Les ténèbres succèdent donc aux ténèbres. « L’âme est ainsi conçue comme un univers spirituel en éternelle expansion dans la Ténèbre infinie. »

Le Nuage de l’Inconnaissance est bien cette ténèbre infinie que le mystique n’aura jamais fini d’explorer. C’est peut-être pour cela que 1’auteur anglais n’en donne à son disciple aucune idée même approximative. Il lui enjoint seulement de poursuivre sa quête et de persévérer envers et contre tout, étant bien entendu que ce qu’il trouvera dans le Nuage de l’Inconnaissance, nul ne peut le lui dire. « Voici que tu me demandes à présent : Comment vais-je penser à Lui (Dieu) et qu’est-Il ? À cette question ma seule réponse sera que je n’en sais rien, car elle me plonge moi-même dans cette obscurité et dans ce nuage où je voudrais que tu fusses toi aussi. »

C’est qu’en effet la découverte sera différente selon les personnes et aussi selon le degré auquel le mystique sera parvenu à ce moment-là, les puissances de son âme s’élargissant à chaque progrès accompli. Le mal ici serait de ne pas progresser, car la tentation reste grande de freiner le mouvement de l’âme et de se complaire dans le résultat acquis. L’âme, se repliant alors sur son avoir au lieu de se tourner vers l’avenir, se rendrait coupable du « refus de croissance », sommation pour elle de tous les péchés de l’esprit.

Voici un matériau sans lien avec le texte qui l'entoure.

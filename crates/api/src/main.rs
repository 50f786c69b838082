use std::net::SocketAddr;
use std::sync::Arc;

use anyhow::Context;
use tracing_subscriber::{fmt, layer::SubscriberExt, util::SubscriberInitExt, EnvFilter};

use workaround_api::config::ServerConfig;
use workaround_api::router::build_app_router;
use workaround_api::state::AppState;
use workaround_db::{DocumentStore, MemoryDocumentStore, PgDocumentStore};

#[tokio::main]
async fn main() -> anyhow::Result<()> {
    dotenvy::dotenv().ok();

    // --- Configuration ---
    let config = ServerConfig::from_env().context("Invalid server configuration")?;

    // --- Tracing ---
    let (json_layer, text_layer) = if config.log_json {
        (Some(fmt::layer().json()), None)
    } else {
        (None, Some(fmt::layer()))
    };
    tracing_subscriber::registry()
        .with(
            EnvFilter::try_from_default_env().unwrap_or_else(|_| {
                "workaround_api=debug,workaround_db=debug,tower_http=debug".into()
            }),
        )
        .with(json_layer)
        .with(text_layer)
        .init();

    tracing::info!(host = %config.host, port = %config.port, "Loaded server configuration");

    // --- Document store ---
    let store: Arc<dyn DocumentStore> = match config.database_url.as_deref() {
        Some(database_url) => {
            let pool = workaround_db::create_pool(database_url, config.database_max_connections)
                .await
                .context("Failed to connect to database")?;
            tracing::info!("Database connection pool created");

            workaround_db::health_check(&pool)
                .await
                .context("Database health check failed")?;
            tracing::info!("Database health check passed");

            workaround_db::run_migrations(&pool)
                .await
                .context("Failed to run database migrations")?;
            tracing::info!("Database migrations applied");

            Arc::new(PgDocumentStore::new(pool))
        }
        None => {
            tracing::warn!("DATABASE_URL not set, using in-memory document store; data is lost on exit");
            Arc::new(MemoryDocumentStore::with_default_indexes())
        }
    };

    // --- App state + router ---
    let config = Arc::new(config);
    let state = AppState::new(store, Arc::clone(&config));
    let app = build_app_router(state, &config);

    // --- Start server ---
    let addr = SocketAddr::new(config.host, config.port);
    tracing::info!(%addr, "Starting server");

    let listener = tokio::net::TcpListener::bind(addr)
        .await
        .with_context(|| format!("Failed to bind to {addr}"))?;

    axum::serve(listener, app)
        .with_graceful_shutdown(shutdown_signal())
        .await
        .context("Server error")?;

    tracing::info!("Graceful shutdown complete");
    Ok(())
}

/// Wait for SIGINT or SIGTERM (on Unix) to initiate graceful shutdown.
async fn shutdown_signal() {
    let ctrl_c = async {
        if let Err(e) = tokio::signal::ctrl_c().await {
            tracing::error!(error = %e, "Failed to install Ctrl-C handler");
            std::future::pending::<()>().await;
        }
    };

    #[cfg(unix)]
    let terminate = async {
        match tokio::signal::unix::signal(tokio::signal::unix::SignalKind::terminate()) {
            Ok(mut signal) => {
                signal.recv().await;
            }
            Err(e) => {
                tracing::error!(error = %e, "Failed to install SIGTERM handler");
                std::future::pending::<()>().await;
            }
        }
    };

    #[cfg(not(unix))]
    let terminate = std::future::pending::<()>();

    tokio::select! {
        () = ctrl_c => {
            tracing::info!("Received SIGINT (Ctrl-C), starting graceful shutdown");
        }
        () = terminate => {
            tracing::info!("Received SIGTERM, starting graceful shutdown");
        }
    }
}
use axum::routing::post;
use axum::Router;

use crate::handlers::contact;
use crate::state::AppState;

/// ```text
/// POST /contact -> submit
/// ```
pub fn router() -> Router<AppState> {
    Router::new().route("/contact", post(contact::submit))
}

Cette façon de voir le péché se trouve développée dans la mise en garde du quarantième chapitre : « De la même manière, remplis ton esprit de la signification spirituelle du mot péché sans considérer aucune espèce particulière... Orgueil, colère, envie, etc. Aie le sentiment du péché comme d’une masse, sans savoir ce qu’il est, sinon qu’il est toi-même. » Le péché est donc bien le repli sur soi, le refus de s’oublier ; c’est une masse, un fardeau qui ralentit le progrès incessant dont nous parlions. Bien plus que son aspect moral, c’est sa réalité spirituelle négative qui préoccupe notre auteur. De même qu’il est vain d’énumérer les divers attributs de Dieu, de même est-il oiseux de vouloir considérer le Mal sous ses aspects multiples.

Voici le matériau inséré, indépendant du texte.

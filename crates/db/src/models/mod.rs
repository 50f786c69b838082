//! Typed records stored in the document collections.

pub mod account;
pub mod blog_post;
pub mod contact_message;
pub mod session;
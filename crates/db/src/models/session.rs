//! Session record and creation DTO (collection `session`).

use serde::{Deserialize, Serialize};
use workaround_core::types::{DocumentId, Timestamp};

/// A stored session. Never modified after insertion.
///
/// The owning account id is persisted under the `user_id` key.
#[derive(Debug, Clone, Deserialize)]
pub struct Session {
    #[serde(skip)]
    pub id: DocumentId,
    #[serde(rename = "user_id")]
    pub owner_id: DocumentId,
    pub token: String,
    pub created_at: Timestamp,
}

/// DTO for inserting a new session.
#[derive(Debug, Serialize)]
pub struct CreateSession {
    #[serde(rename = "user_id")]
    pub owner_id: DocumentId,
    pub token: String,
    pub created_at: Timestamp,
}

Le mystique luttera donc contre celui-ci par un effort constant d’oubli du monde et de soi-même. Telle est l’ascèse, la seule exigée à ce stade sans doute, sur laquelle l’auteur du Nuage insiste sans oublier de souligner qu’elle requiert une volonté déjà bien entraînée. Mais n’est-ce pas dans la volonté précisément que l’amour naît et grandit ? C’est grâce à elle en effet, non à l’entendement, que l’âme s’élève à Dieu et que le monde est rejeté sous le nuage d’oubli. Il y a trop de ressemblances entre cet enseignement et la doctrine mystique de Grégoire pour qu’on puisse ne pas parler d’influence, sinon d’inspiration.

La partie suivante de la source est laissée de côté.